The collared crescentchest (Melanopareia torquata) is a species of suboscine passerine bird in the family Melanopareiidae. It is found in Bolivia, Brazil, and Paraguay.

==Taxonomy==
The collared crescentchest was formally described in 1831 by the German naturalist Prince Maximilian of Wied-Neuwied under the binomial name Synallaxis torquatus. The specific epithet is Latin meaning "collared". Wied-Neuwied specified the locality as the "Campo Geral" of inner Brasil. This is the grassland on the border between the Brazilian states of Bahia and Minas Gerais. The collared crescentchest is now one of four crescentchests placed in the genus Melanopareia that was introduced in 1853 by the German naturalist Ludwig Reichenbach.

Three subspecies are recognised:
- M. t. torquata (Wied-Neuwied, M, 1831) – east Brazil
- M. t. rufescens Hellmayr, 1924 – central Brazil and northeast Paraguay
- M. t. bitorquata (d'Orbigny & Lafresnaye, 1837) – east Bolivia

The subspecies M. t. bitorquata has sometimes been treated as a separate species, the double-collared crescentchest.

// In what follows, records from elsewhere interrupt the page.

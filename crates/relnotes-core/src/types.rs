//! Shared types for release notes generation

use serde::{Deserialize, Serialize};

use crate::hosts::{DEFAULT_COMMIT_SEGMENT, DEFAULT_ISSUE_SEGMENT};

/// A commit as supplied by the caller
#[derive(Debug, Clone, PartialEq, Eq, Serialize, Deserialize)]
pub struct RawCommit {
    /// Commit hash
    pub hash: String,
    /// Full commit message (header and body)
    pub message: String,
}

impl RawCommit {
    /// Create a new raw commit
    pub fn new(hash: impl Into<String>, message: impl Into<String>) -> Self {
        Self {
            hash: hash.into(),
            message: message.into(),
        }
    }

    /// Whether the message carries any text at all
    pub fn is_blank(&self) -> bool {
        self.message.trim().is_empty()
    }
}

/// The release being described, as known to the caller
#[derive(Debug, Clone, Default, PartialEq, Eq, Serialize, Deserialize)]
pub struct ReleaseInfo {
    /// Version being released
    pub version: String,
    /// Tag (or head) of the last release
    pub previous_tag: Option<String>,
    /// Tag (or head) of this release
    pub current_tag: Option<String>,
    /// Remote URL of the repository
    pub repository_url: Option<String>,
    /// Optional release title
    pub title: Option<String>,
    /// Release date, already formatted
    pub date: Option<String>,
}

impl ReleaseInfo {
    /// Create release info for a version
    pub fn new(version: impl Into<String>) -> Self {
        Self {
            version: version.into(),
            ..Default::default()
        }
    }

    /// Set the previous and current tags
    pub fn with_tags(mut self, previous: impl Into<String>, current: impl Into<String>) -> Self {
        self.previous_tag = Some(previous.into());
        self.current_tag = Some(current.into());
        self
    }

    /// Set the repository URL
    pub fn with_repository_url(mut self, url: impl Into<String>) -> Self {
        self.repository_url = Some(url.into());
        self
    }
}

/// Values used to build links and the version heading
#[derive(Debug, Clone, PartialEq, Eq, Serialize, Deserialize)]
pub struct LinkContext {
    /// Version being released
    pub version: String,
    /// Optional release title
    pub title: Option<String>,
    /// Release date, already formatted
    pub date: Option<String>,
    /// Host with or without scheme (e.g. `https://github.com`)
    pub host: Option<String>,
    /// Repository owner
    pub owner: Option<String>,
    /// Repository name
    pub repository: Option<String>,
    /// Full repository URL, used when host/owner/repository are not known
    pub repo_url: Option<String>,
    /// Tag or head of the previous release
    pub previous_tag: Option<String>,
    /// Tag or head of this release
    pub current_tag: Option<String>,
    /// Whether a compare link is wanted
    pub link_compare: bool,
    /// Whether commits and references are rendered as links
    pub link_references: bool,
    /// Path segment for issues (e.g. `issues`)
    pub issue: String,
    /// Path segment for commits (e.g. `commit`)
    pub commit: String,
}

impl LinkContext {
    /// Create a context for a version with no repository information
    pub fn new(version: impl Into<String>) -> Self {
        Self {
            version: version.into(),
            title: None,
            date: None,
            host: None,
            owner: None,
            repository: None,
            repo_url: None,
            previous_tag: None,
            current_tag: None,
            link_compare: true,
            link_references: true,
            issue: DEFAULT_ISSUE_SEGMENT.to_string(),
            commit: DEFAULT_COMMIT_SEGMENT.to_string(),
        }
    }

    /// Set host, owner and repository
    pub fn with_repository(
        mut self,
        host: impl Into<String>,
        owner: impl Into<String>,
        repository: impl Into<String>,
    ) -> Self {
        self.host = Some(host.into());
        self.owner = Some(owner.into());
        self.repository = Some(repository.into());
        self
    }

    /// Set the previous and current tags
    pub fn with_tags(mut self, previous: impl Into<String>, current: impl Into<String>) -> Self {
        self.previous_tag = Some(previous.into());
        self.current_tag = Some(current.into());
        self
    }

    /// Set the issue and commit path segments
    pub fn with_segments(mut self, issue: impl Into<String>, commit: impl Into<String>) -> Self {
        self.issue = issue.into();
        self.commit = commit.into();
        self
    }

    /// Set the release date
    pub fn with_date(mut self, date: impl Into<String>) -> Self {
        self.date = Some(date.into());
        self
    }

    /// Enable or disable the compare link
    pub fn with_link_compare(mut self, enabled: bool) -> Self {
        self.link_compare = enabled;
        self
    }

    /// Enable or disable commit and reference links
    pub fn with_link_references(mut self, enabled: bool) -> Self {
        self.link_references = enabled;
        self
    }

    /// Host with a scheme (`https://` is assumed when none is given)
    pub fn host_url(&self) -> Option<String> {
        non_empty(&self.host).map(|host| {
            let host = host.trim_end_matches('/');
            if host.contains("://") {
                host.to_string()
            } else {
                format!("https://{}", host)
            }
        })
    }

    /// Base URL of the repository, if it can be built
    pub fn base_url(&self) -> Option<String> {
        let Some(repository) = non_empty(&self.repository) else {
            return non_empty(&self.repo_url).map(|u| u.trim_end_matches('/').to_string());
        };

        let mut parts = Vec::new();
        if let Some(host) = self.host_url() {
            parts.push(host);
        }
        if let Some(owner) = non_empty(&self.owner) {
            parts.push(owner.to_string());
        }
        parts.push(repository.to_string());
        Some(parts.join("/"))
    }

    /// Whether a compare link is rendered: both tags set and linking enabled
    pub fn has_compare_link(&self) -> bool {
        self.link_compare
            && non_empty(&self.previous_tag).is_some()
            && non_empty(&self.current_tag).is_some()
            && self.base_url().is_some()
    }

    /// Compare URL between the two tags
    pub fn compare_url(&self) -> Option<String> {
        if !self.has_compare_link() {
            return None;
        }
        let base = self.base_url()?;
        Some(format!(
            "{}/compare/{}...{}",
            base,
            self.previous_tag.as_deref().unwrap_or_default(),
            self.current_tag.as_deref().unwrap_or_default()
        ))
    }

    /// URL of a single commit
    pub fn commit_url(&self, hash: &str) -> Option<String> {
        self.base_url()
            .map(|base| format!("{}/{}/{}", base, self.commit, hash))
    }

    /// URL of a single issue
    pub fn issue_url(&self, issue: &str) -> Option<String> {
        self.base_url()
            .map(|base| format!("{}/{}/{}", base, self.issue, issue))
    }

    /// Whether the version is a patch release (semver patch component set)
    pub fn is_patch(&self) -> bool {
        semver::Version::parse(self.version.trim_start_matches('v'))
            .map(|v| v.patch != 0)
            .unwrap_or(false)
    }
}

fn non_empty(value: &Option<String>) -> Option<&str> {
    value.as_deref().filter(|v| !v.is_empty())
}
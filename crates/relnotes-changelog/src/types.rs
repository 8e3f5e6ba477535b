//! Changelog types

use std::collections::BTreeMap;

use relnotes_core::LinkContext;
use serde::{Deserialize, Serialize};

/// A commit after its message has been parsed
#[derive(Debug, Clone, PartialEq, Eq, Serialize, Deserialize)]
pub struct ParsedCommit {
    /// Original commit hash
    pub hash: String,
    /// Abbreviated hash shown instead of `hash` in rendered text
    #[serde(default, skip_serializing_if = "Option::is_none")]
    pub short_hash: Option<String>,
    /// First line of the message
    pub header: String,
    /// Body paragraphs that are not notes
    pub body: Option<String>,
    /// Commit type (feat, fix, etc.)
    #[serde(rename = "type")]
    pub commit_type: Option<String>,
    /// Scope (optional, in parentheses)
    pub scope: Option<String>,
    /// Header text after type and scope
    pub subject: Option<String>,
    /// Every header capture by field name
    pub fields: BTreeMap<String, String>,
    /// Issue references found in header and body
    pub references: Vec<Reference>,
    /// Notes such as breaking changes
    pub notes: Vec<Note>,
    /// What this commit reverts, if it is a revert
    pub revert: Option<Revert>,
    /// Merge-pattern captures, if this is a merge commit
    pub merge: Option<BTreeMap<String, String>>,
}

impl ParsedCommit {
    /// A commit whose header matched nothing
    pub fn unparsed(hash: impl Into<String>, header: impl Into<String>) -> Self {
        Self {
            hash: hash.into(),
            short_hash: None,
            header: header.into(),
            body: None,
            commit_type: None,
            scope: None,
            subject: None,
            fields: BTreeMap::new(),
            references: Vec::new(),
            notes: Vec::new(),
            revert: None,
            merge: None,
        }
    }

    /// Look up a field by name.
    ///
    /// `type`, `scope` and `subject` read the typed fields, `hash` and
    /// `header` the commit itself; anything else comes from header captures.
    pub fn field(&self, name: &str) -> Option<&str> {
        match name {
            "type" => self.commit_type.as_deref(),
            "scope" => self.scope.as_deref(),
            "subject" => self.subject.as_deref(),
            "hash" => Some(self.hash.as_str()),
            "shortHash" | "short_hash" => Some(self.display_hash()),
            "header" => Some(self.header.as_str()),
            other => self.fields.get(other).map(String::as_str),
        }
        .filter(|value| !value.is_empty())
    }

    /// Hash as shown to readers: the short form when one was set
    pub fn display_hash(&self) -> &str {
        self.short_hash.as_deref().unwrap_or(&self.hash)
    }

    /// Whether the commit carries at least one note
    pub fn has_notes(&self) -> bool {
        !self.notes.is_empty()
    }

    /// References that name an action (e.g. `closes #12`)
    pub fn actionable_references(&self) -> impl Iterator<Item = &Reference> {
        self.references.iter().filter(|r| r.action.is_some())
    }
}

/// A mention of an issue
#[derive(Debug, Clone, PartialEq, Eq, Serialize, Deserialize)]
pub struct Reference {
    /// Action keyword preceding the issue, as written
    pub action: Option<String>,
    /// Owner of the repository the issue lives in
    pub owner: Option<String>,
    /// Repository the issue lives in
    pub repository: Option<String>,
    /// Issue identifier without prefix
    pub issue: String,
    /// Prefix that introduced the issue (e.g. `#`)
    pub prefix: String,
    /// Matched text
    pub raw: String,
}

/// A note block such as `BREAKING CHANGE: ...`
#[derive(Debug, Clone, PartialEq, Eq, Serialize, Deserialize)]
pub struct Note {
    /// Keyword that opened the note
    pub title: String,
    /// Note text
    pub text: String,
}

/// Revert information extracted from a revert commit
#[derive(Debug, Clone, Default, PartialEq, Eq, Serialize, Deserialize)]
pub struct Revert {
    /// Captures by field name (`header`, `hash` by default)
    pub fields: BTreeMap<String, String>,
}

impl Revert {
    /// Header of the reverted commit
    pub fn header(&self) -> Option<&str> {
        self.fields.get("header").map(String::as_str)
    }

    /// Hash of the reverted commit
    pub fn hash(&self) -> Option<&str> {
        self.fields.get("hash").map(String::as_str)
    }
}

/// A section in the release notes
#[derive(Debug, Clone, PartialEq, Eq, Serialize, Deserialize)]
pub struct Section {
    /// Section title
    pub title: String,
    /// Commits in this section
    pub commits: Vec<ParsedCommit>,
}

impl Section {
    /// Create a new section
    pub fn new(title: impl Into<String>) -> Self {
        Self {
            title: title.into(),
            commits: Vec::new(),
        }
    }

    /// Add a commit to the section
    pub fn add_commit(&mut self, commit: ParsedCommit) {
        self.commits.push(commit);
    }

    /// Check if section is empty
    pub fn is_empty(&self) -> bool {
        self.commits.is_empty()
    }
}

/// A note as rendered, with the scope and hash of its commit
#[derive(Debug, Clone, PartialEq, Eq, Serialize, Deserialize)]
pub struct NoteEntry {
    /// Note text
    pub text: String,
    /// Scope of the commit carrying the note
    pub scope: Option<String>,
    /// Hash of the commit carrying the note
    pub hash: String,
}

/// Notes sharing a title
#[derive(Debug, Clone, PartialEq, Eq, Serialize, Deserialize)]
pub struct NoteGroup {
    /// Note title
    pub title: String,
    /// Notes in first-seen order
    pub notes: Vec<NoteEntry>,
}

/// A fully grouped release, ready to render
#[derive(Debug, Clone, PartialEq, Eq, Serialize, Deserialize)]
pub struct ReleaseDocument {
    /// Version and link information
    pub context: LinkContext,
    /// Sections in render order
    pub sections: Vec<Section>,
    /// Note groups in first-seen order
    pub note_groups: Vec<NoteGroup>,
    /// Text placed before the document
    pub header: Option<String>,
    /// Text placed after the document
    pub footer: Option<String>,
}

impl ReleaseDocument {
    /// Create an empty document for a context
    pub fn new(context: LinkContext) -> Self {
        Self {
            context,
            sections: Vec::new(),
            note_groups: Vec::new(),
            header: None,
            footer: None,
        }
    }

    /// Add a section, skipping empty ones
    pub fn add_section(&mut self, section: Section) {
        if !section.is_empty() {
            self.sections.push(section);
        }
    }

    /// Add a note under its title, keeping first-seen order of titles
    pub fn add_note(&mut self, title: &str, entry: NoteEntry) {
        match self.note_groups.iter_mut().find(|g| g.title == title) {
            Some(group) => group.notes.push(entry),
            None => self.note_groups.push(NoteGroup {
                title: title.to_string(),
                notes: vec![entry],
            }),
        }
    }

    /// Number of commits across all sections
    pub fn commit_count(&self) -> usize {
        self.sections.iter().map(|s| s.commits.len()).sum()
    }

    /// Check if the document has any content
    pub fn is_empty(&self) -> bool {
        self.sections.is_empty() && self.note_groups.is_empty()
    }
}
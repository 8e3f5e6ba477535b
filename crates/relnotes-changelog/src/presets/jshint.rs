//! JSHint preset: `[[TYPE]] description` headers

use relnotes_core::config::{ChangelogConfig, GroupSort, ParserOptions, TypeSection, WriterOptions};

pub(super) fn config() -> ChangelogConfig {
    ChangelogConfig {
        parser_opts: ParserOptions {
            header_pattern: r"^\[\[(.*)\]\] (.*)$".to_string(),
            header_correspondence: vec!["type".to_string(), "shortDesc".to_string()],
            note_keywords: vec!["BREAKING CHANGE".to_string()],
            ..Default::default()
        },
        writer_opts: WriterOptions {
            subject_field: "shortDesc".to_string(),
            types: vec![
                TypeSection::new("FIX", "Bug Fixes"),
                TypeSection::new("NEW", "New Features"),
                TypeSection::new("BREAKING", "Breaking Changes"),
            ],
            commit_groups_sort: GroupSort::Title,
            commits_sort: vec!["type".to_string(), "shortDesc".to_string()],
            hash_length: Some(7),
            ..Default::default()
        },
    }
}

The crescentchests (genus Melanopareia) were at one time included in family Rhinocryptidae, the tapaculos. A 2010 publication confirmed earlier work and formally created the present family Melanopareiidae.

==Description==
The collared crescentchest is 14.5 cm long. Two unsexed specimens of M. t. rufescens weighed 16.5 and 18.0 g. The nominate subspecies' back and rump are brown and the underparts buff. The crown of the head is gray brown. It has a narrow white supercilium edged with black, a rufous "collar" on the back of the neck, and a black band across the breast. Subspecies M. t. rufescens is almost identical but its crown is reddish brown.

Both sexes of collared crescentchest sing year round, usually from atop a low shrub. The song is "a series of 3-6 loud, resonant 'chip' notes". Its call is "a penetrating churr".

==Distribution and habitat==
The collared crescentchest is found primarily in central Brazil but also occurs in far northeastern Paraguay. It inhabits cerrado, a biome characterized by a mix of savannah and woodlands. It prefers wetter open areas and avoids disturbed areas. In elevation it ranges up to 1400 m.

==Behavior==
===Feeding===

The collared crescentchest's diet has not been described but the species is assumed to be insectivorous.

===Breeding===

Little is known about the collared crescentchest's breeding phenology. Its nest is a globe of dry grass and leaves placed near the ground. Two eggs are laid and both sexes incubate them and care for nestlings.

==Status==

The IUCN has assessed the collared crescentchest as being of Least Concern. "Despite widespread degradation of cerrado habitat, the population of Collared Crescentchest is believed to be relatively stable throughout its large range."